Florida Justices Pariente, Lewis, and Quince: Making Taxpayers Pay for 'Acts of God'?

October 21, 2012 - 6:00pm

In this latest installment in our exclusive series on the three Florida Supreme Court justices up for retention on the November ballot, Sunshine State News takes a look at a ruling that could have opened taxpayers up to innumerable lawsuits for natural happenings beyond their control.

Although Justices Barbara Pariente, R. Fred Lewis, and Peggy Quince are insisting that voters should ignore their rulings when they head to the polls, and consider only whether these justices have ever committed a crime, their critics and other legal scholars say otherwise, i.e., that it is absolutely relevant to their retention that voters consider whether these justices are interpreting relevant law according to its original public meaning, or whether they are activists who ignore the law and impose their own personal moral philosophy on cases that come before them.

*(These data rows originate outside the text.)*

use serde::Serialize;
use std::sync::Arc;
use tracing::{error, info, warn};

use super::accumulator::ResearchAccumulator;
use super::executor::{StepExecutor, StepObserver};
use super::generation::MeteredGenerator;
use super::metrics::{MetricsSnapshot, RunMetrics};
use super::planner::{validate_plan, Planner};
use super::progress::RunProgress;
use super::report::ReportWriter;
use super::scheduler::create_execution_batches;
use super::sufficiency::SufficiencyChecker;
use super::types::{Fact, Plan, Step, StepReport, SufficiencyVerdict};
use crate::cache::SourceCache;
use crate::checkpoint::{CheckpointState, CheckpointStore};
use crate::config::ResearchConfig;
use crate::error::AppResult;
use crate::fetch::PageFetcher;
use crate::providers::{SearchProvider, TextGenerator};
use crate::storage::{RunRecord, RunStatus, SqliteStorage, Storage};

/// Everything a finished run produced
#[derive(Debug, Clone, Serialize)]
pub struct ResearchOutput {
    pub run_id: String,
    pub report: String,
    pub plan: Plan,
    pub facts: Vec<Fact>,
    pub step_reports: Vec<StepReport>,
    pub sufficiency: SufficiencyVerdict,
    pub metrics: MetricsSnapshot,
}

/// Per-run state: metrics, the metered generator and the run record.
struct RunContext {
    record: RunRecord,
    metrics: Arc<RunMetrics>,
    generator: Arc<dyn TextGenerator>,
    rotations_before: u64,
}

/// Top-level orchestrator: plan, execute batches, audit, write the report.
pub struct ResearchEngine {
    generator: Arc<dyn TextGenerator>,
    search: Arc<dyn SearchProvider>,
    fetcher: Arc<dyn PageFetcher>,
    storage: SqliteStorage,
    cache: Option<Arc<SourceCache>>,
    checkpoints: Arc<CheckpointStore>,
    config: ResearchConfig,
}

impl ResearchEngine {
    /// Create an engine. The source cache is used when `config.cache_enabled`.
    pub fn new(
        generator: Arc<dyn TextGenerator>,
        search: Arc<dyn SearchProvider>,
        fetcher: Arc<dyn PageFetcher>,
        storage: SqliteStorage,
        config: ResearchConfig,
    ) -> Self {
        let cache = config
            .cache_enabled
            .then(|| Arc::new(SourceCache::new(storage.clone(), config.cache_ttl_hours)));
        let checkpoints = Arc::new(CheckpointStore::new(
            storage.clone(),
            config.checkpoint_name.clone(),
        ));

        Self {
            generator,
            search,
            fetcher,
            storage,
            cache,
            checkpoints,
            config,
        }
    }

    /// Checkpoint store used by this engine
    pub fn checkpoints(&self) -> &CheckpointStore {
        &self.checkpoints
    }

    /// Source cache, if enabled
    pub fn cache(&self) -> Option<&SourceCache> {
        self.cache.as_deref()
    }

    /// Create a plan without executing it
    pub async fn create_plan(&self, question: &str) -> AppResult<Plan> {
        Planner::new(Arc::clone(&self.generator))
            .create_plan(question)
            .await
    }

    /// Revise a plan from reviewer feedback; the original is kept on failure
    pub async fn refine_plan(&self, plan: &Plan, feedback: &str) -> Plan {
        Planner::new(Arc::clone(&self.generator))
            .refine_plan(plan, feedback)
            .await
    }

    /// Run the full pipeline for `question`.
    ///
    /// Only plan generation failure is fatal; every later failure degrades
    /// the report instead of aborting the run.
    pub async fn execute(&self, question: &str) -> AppResult<ResearchOutput> {
        let run = self.start_run(question).await;
        info!(run_id = %run.record.id, "Research run started");

        let plan = match Planner::new(Arc::clone(&run.generator))
            .create_plan(question)
            .await
        {
            Ok(plan) => plan,
            Err(e) => {
                error!(error = %e, "Plan generation failed, aborting run");
                self.finish_run(run, RunStatus::Failed).await;
                return Err(e);
            }
        };

        self.run_plan(run, question, plan, None).await
    }

    /// Run an already approved plan for `question`.
    ///
    /// A plan with no steps, or with zero or repeated step numbers, is rejected
    /// before anything runs.
    pub async fn execute_plan(&self, question: &str, plan: Plan) -> AppResult<ResearchOutput> {
        let plan = validate_plan(plan)?;
        let run = self.start_run(question).await;
        self.run_plan(run, question, plan, None).await
    }

    /// Continue from the stored checkpoint, if there is one.
    ///
    /// Facts and scraped URLs are restored before any step runs, and steps
    /// recorded as completed are not run again. A checkpointed plan that fails
    /// validation is an error and the checkpoint is left in place.
    pub async fn resume(&self) -> AppResult<Option<ResearchOutput>> {
        let Some(state) = self.checkpoints.load().await? else {
            info!("No checkpoint to resume from");
            return Ok(None);
        };

        info!(
            completed = ?state.completed_steps,
            facts = state.all_facts.len(),
            urls = state.scraped_urls.len(),
            "Resuming from checkpoint"
        );
        let question = state.user_prompt.clone();
        let plan = validate_plan(state.plan.clone())?;
        let run = self.start_run(&question).await;
        self.run_plan(run, &question, plan, Some(state))
            .await
            .map(Some)
    }

    async fn run_plan(
        &self,
        run: RunContext,
        question: &str,
        plan: Plan,
        restored: Option<CheckpointState>,
    ) -> AppResult<ResearchOutput> {
        let (accumulator, completed) = match restored {
            Some(state) => (
                ResearchAccumulator::restored(state.all_facts, state.scraped_urls),
                state.completed_steps,
            ),
            None => (ResearchAccumulator::new(), Vec::new()),
        };
        let accumulator = Arc::new(accumulator);
        run.metrics.set_total_steps(plan.steps.len());

        let progress = Arc::new(RunProgress::new(
            question,
            plan.clone(),
            Arc::clone(&accumulator),
            Arc::clone(&self.checkpoints),
            Arc::clone(&run.metrics),
            completed,
        ));
        progress.checkpoint().await;

        let executor = StepExecutor::new(
            Arc::clone(&run.generator),
            Arc::clone(&self.search),
            Arc::clone(&self.fetcher),
            self.cache.clone(),
            Arc::clone(&accumulator),
            Arc::clone(&run.metrics),
            self.config.clone(),
        );

        let remaining: Vec<Step> = plan
            .steps
            .iter()
            .filter(|s| !progress.is_completed(s.step_number))
            .cloned()
            .collect();
        if remaining.len() < plan.steps.len() {
            info!(
                skipped = plan.steps.len() - remaining.len(),
                "Skipping steps completed before resume"
            );
        }

        let batches = create_execution_batches(&remaining);
        let total_batches = batches.len();
        let observer: Arc<dyn StepObserver> = progress.clone();
        let mut step_reports = Vec::new();
        for (index, batch) in batches.into_iter().enumerate() {
            info!(
                batch = index + 1,
                total = total_batches,
                steps = ?batch.iter().map(|s| s.step_number).collect::<Vec<_>>(),
                "Executing batch"
            );
            step_reports.extend(executor.run_batch(batch, Arc::clone(&observer)).await);
        }

        let facts = accumulator.facts_snapshot();
        let sufficiency = SufficiencyChecker::new(Arc::clone(&run.generator))
            .check(question, &facts)
            .await;
        if let Some(rescue_query) = sufficiency.rescue() {
            executor.run_rescue(rescue_query, question).await;
        }
        progress.checkpoint().await;

        let facts = accumulator.facts_snapshot();
        let report = ReportWriter::new(Arc::clone(&run.generator))
            .write(question, &facts)
            .await;

        if let Err(e) = self.checkpoints.clear().await {
            warn!(error = %e, "Failed to clear checkpoint after successful run");
        }

        let run_id = run.record.id.clone();
        let metrics = self.finish_run(run, RunStatus::Completed).await;
        info!(
            run_id = %run_id,
            facts = facts.len(),
            elapsed_secs = metrics.elapsed_secs,
            "Research run completed"
        );

        Ok(ResearchOutput {
            run_id,
            report,
            plan,
            facts,
            step_reports,
            sufficiency,
            metrics,
        })
    }

    fn rotations(&self) -> u64 {
        self.generator.rotations() + self.search.rotations()
    }

    async fn start_run(&self, question: &str) -> RunContext {
        let metrics = Arc::new(RunMetrics::new());
        let generator: Arc<dyn TextGenerator> = Arc::new(MeteredGenerator::new(
            Arc::clone(&self.generator),
            Arc::clone(&metrics),
        ));
        let record = RunRecord::new(question);
        if let Err(e) = self.storage.save_run(&record).await {
            warn!(error = %e, "Failed to record run start");
        }

        RunContext {
            record,
            metrics,
            generator,
            rotations_before: self.rotations(),
        }
    }

    async fn finish_run(&self, run: RunContext, status: RunStatus) -> MetricsSnapshot {
        run.metrics
            .set_rotations(self.rotations().saturating_sub(run.rotations_before));
        let snapshot = run.metrics.snapshot();

        let metrics = serde_json::to_value(&snapshot).unwrap_or_default();
        let record = run.record.finish(status, metrics);
        if let Err(e) = self.storage.save_run(&record).await {
            warn!(run_id = %record.id, error = %e, "Failed to record run result");
        }
        snapshot
    }
}
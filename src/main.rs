use clap::Parser;
use tracing::{error, info};
use tracing_subscriber::{fmt, prelude::*, EnvFilter};

use research_orchestrator::{
    cli::{execute_command, Cli},
    config::{Config, LogFormat},
    storage::SqliteStorage,
};

#[tokio::main]
async fn main() -> anyhow::Result<()> {
    let cli = Cli::parse();

    // Load configuration
    let config = match Config::from_env() {
        Ok(c) => c,
        Err(e) => {
            eprintln!("Configuration error: {}", e);
            std::process::exit(1);
        }
    };

    // Initialize logging
    init_logging(&config);

    info!(
        version = env!("CARGO_PKG_VERSION"),
        generation_providers = config.providers.generation.len(),
        "Research orchestrator starting"
    );

    // Initialize storage
    let storage = match SqliteStorage::new(&config.database).await {
        Ok(s) => {
            info!(path = %config.database.path.display(), "Database initialized");
            s
        }
        Err(e) => {
            error!(error = %e, "Failed to initialize database");
            return Err(e.into());
        }
    };

    let result = execute_command(cli.command, &config, &storage).await;
    if result.exit_code == 0 {
        println!("{}", result.message);
    } else {
        eprintln!("{}", result.message);
        std::process::exit(result.exit_code);
    }

    Ok(())
}

/// Initialize tracing/logging
fn init_logging(config: &Config) {
    let env_filter =
        EnvFilter::try_from_default_env().unwrap_or_else(|_| EnvFilter::new(&config.logging.level));

    match config.logging.format {
        LogFormat::Json => {
            tracing_subscriber::registry()
                .with(env_filter)
                .with(fmt::layer().json().with_writer(std::io::stderr))
                .init();
        }
        LogFormat::Pretty => {
            tracing_subscriber::registry()
                .with(env_filter)
                .with(fmt::layer().with_writer(std::io::stderr))
                .init();
        }
    }
}
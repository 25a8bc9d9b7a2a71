//! Credential rotation for rate-limited providers.
//!
//! A [`CredentialPool`] holds the credentials of one provider. Calls go through
//! [`CredentialPool::call`], which runs an operation with the current credential
//! and, when the provider signals a rate limit or exhausted quota, marks that
//! credential exhausted and retries with the next one.
//!
//! # Rotation rules
//!
//! - At most one credential is current at a time.
//! - Rotation is round-robin and monotonic: an exhausted credential is never
//!   handed out again until [`CredentialPool::reset`] is called.
//! - When every credential is exhausted the pool returns
//!   [`ProviderError::Exhausted`], which lets a caller fall back to a different
//!   provider with its own pool.

use std::future::Future;
use std::sync::atomic::{AtomicU64, Ordering};

use parking_lot::Mutex;
use serde::Serialize;
use tracing::{info, warn};

use crate::error::{ProviderError, ProviderResult};

#[derive(Debug)]
struct PoolEntry<C> {
    credential: C,
    exhausted: bool,
}

#[derive(Debug)]
struct PoolState<C> {
    entries: Vec<PoolEntry<C>>,
    current: usize,
}

impl<C> PoolState<C> {
    fn current_available(&self) -> bool {
        self.entries
            .get(self.current)
            .map(|e| !e.exhausted)
            .unwrap_or(false)
    }
}

/// Status of one credential, for operational visibility.
#[derive(Debug, Clone, PartialEq, Eq, Serialize)]
pub struct CredentialStatus {
    pub index: usize,
    pub exhausted: bool,
    pub current: bool,
}

/// Round-robin pool of credentials for a single provider.
#[derive(Debug)]
pub struct CredentialPool<C> {
    provider: String,
    state: Mutex<PoolState<C>>,
    rotations: AtomicU64,
}

impl<C: Clone> CredentialPool<C> {
    /// Create a pool. The first credential starts as current.
    pub fn new(provider: impl Into<String>, credentials: Vec<C>) -> Self {
        let entries = credentials
            .into_iter()
            .map(|credential| PoolEntry {
                credential,
                exhausted: false,
            })
            .collect();

        Self {
            provider: provider.into(),
            state: Mutex::new(PoolState {
                entries,
                current: 0,
            }),
            rotations: AtomicU64::new(0),
        }
    }

    /// Provider name used in errors and logs.
    pub fn provider(&self) -> &str {
        &self.provider
    }

    /// Number of credentials in the pool.
    pub fn len(&self) -> usize {
        self.state.lock().entries.len()
    }

    /// Whether the pool holds no credentials at all.
    pub fn is_empty(&self) -> bool {
        self.len() == 0
    }

    /// The current credential, or `None` once every credential is exhausted.
    pub fn current(&self) -> Option<C> {
        self.checkout().map(|(_, credential)| credential)
    }

    /// Index of the current credential, or `None` once exhausted.
    pub fn current_index(&self) -> Option<usize> {
        self.checkout().map(|(index, _)| index)
    }

    /// Number of credentials not yet exhausted.
    pub fn available(&self) -> usize {
        self.state
            .lock()
            .entries
            .iter()
            .filter(|e| !e.exhausted)
            .count()
    }

    /// Whether every credential has been exhausted.
    pub fn is_exhausted(&self) -> bool {
        !self.state.lock().current_available()
    }

    /// Total number of rotations performed since creation.
    pub fn rotations(&self) -> u64 {
        self.rotations.load(Ordering::Relaxed)
    }

    /// Mark the current credential exhausted and advance to the next one.
    ///
    /// Returns the new current credential, or [`ProviderError::Exhausted`]
    /// when none remain.
    pub fn mark_current_exhausted(&self) -> ProviderResult<C> {
        let index = self.current_index().ok_or_else(|| self.exhausted_error())?;
        self.exhaust(index);
        self.current().ok_or_else(|| self.exhausted_error())
    }

    /// Mark the credential at `index` exhausted.
    ///
    /// Only advances the current position when `index` is the current one, so a
    /// stale signal from a concurrent caller cannot burn a fresh credential.
    pub fn exhaust(&self, index: usize) {
        let mut state = self.state.lock();
        let len = state.entries.len();

        let Some(entry) = state.entries.get_mut(index) else {
            return;
        };
        if entry.exhausted {
            return;
        }
        entry.exhausted = true;
        self.rotations.fetch_add(1, Ordering::Relaxed);

        if index != state.current {
            return;
        }

        for offset in 1..len {
            let candidate = (index + offset) % len;
            if !state.entries[candidate].exhausted {
                state.current = candidate;
                info!(
                    provider = %self.provider,
                    from = index + 1,
                    to = candidate + 1,
                    "Rotated to next credential"
                );
                return;
            }
        }

        warn!(provider = %self.provider, credentials = len, "All credentials exhausted");
    }

    /// Clear every exhaustion flag and start again from the first credential.
    pub fn reset(&self) {
        let mut state = self.state.lock();
        for entry in state.entries.iter_mut() {
            entry.exhausted = false;
        }
        state.current = 0;
        info!(provider = %self.provider, "Credential pool reset");
    }

    /// Per-credential status snapshot.
    pub fn status(&self) -> Vec<CredentialStatus> {
        let state = self.state.lock();
        let available = state.current_available();
        state
            .entries
            .iter()
            .enumerate()
            .map(|(index, entry)| CredentialStatus {
                index,
                exhausted: entry.exhausted,
                current: available && index == state.current,
            })
            .collect()
    }

    /// Run `operation` with the current credential, rotating on rate limits.
    ///
    /// Non-rate-limit errors are returned unchanged; the caller decides whether
    /// to retry them.
    pub async fn call<T, F, Fut>(&self, mut operation: F) -> ProviderResult<T>
    where
        F: FnMut(C) -> Fut,
        Fut: Future<Output = ProviderResult<T>>,
    {
        loop {
            let (index, credential) = self.checkout().ok_or_else(|| self.exhausted_error())?;

            match operation(credential).await {
                Err(e) if e.is_rate_limit() => {
                    warn!(
                        provider = %self.provider,
                        credential = index + 1,
                        error = %e,
                        "Rate limit hit, rotating credential"
                    );
                    self.exhaust(index);
                }
                other => return other,
            }
        }
    }

    fn checkout(&self) -> Option<(usize, C)> {
        let state = self.state.lock();
        if !state.current_available() {
            return None;
        }
        Some((state.current, state.entries[state.current].credential.clone()))
    }

    fn exhausted_error(&self) -> ProviderError {
        ProviderError::Exhausted {
            provider: self.provider.clone(),
        }
    }
}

(For the last several weeks Sunshine State News has unsuccessfully reached out to the three justices [who are traveling around the state to sit down with newspaper editorial boards] to interview for this series.)

In March 2005, the Florida Supreme Court issued its ruling in the case Breaux v. City of Miami Beach. The case was brought by the estates of two swimmers who drowned from rip currents in the ocean, near the 29th Street beach area of the City of Miami Beach.

Under the common law the centuries-in-the making, unwritten body of law that governs tort actions unless federal or state statutes explicitly override it an owner or controller of property owes a special duty of care to anyone he explicitly or implicitly invites onto the property: he must keep the premises in a reasonably safe condition and warn the public of any dangerous conditions the owner knows or should know about. An owner even a governmental owner will be held liable for negligence if he fails in this duty.

(State and local governments were traditionally immune, under the common law, from being sued in court, but Florida voluntarily waived this immunity through a statute the Legislature passed in 1976.)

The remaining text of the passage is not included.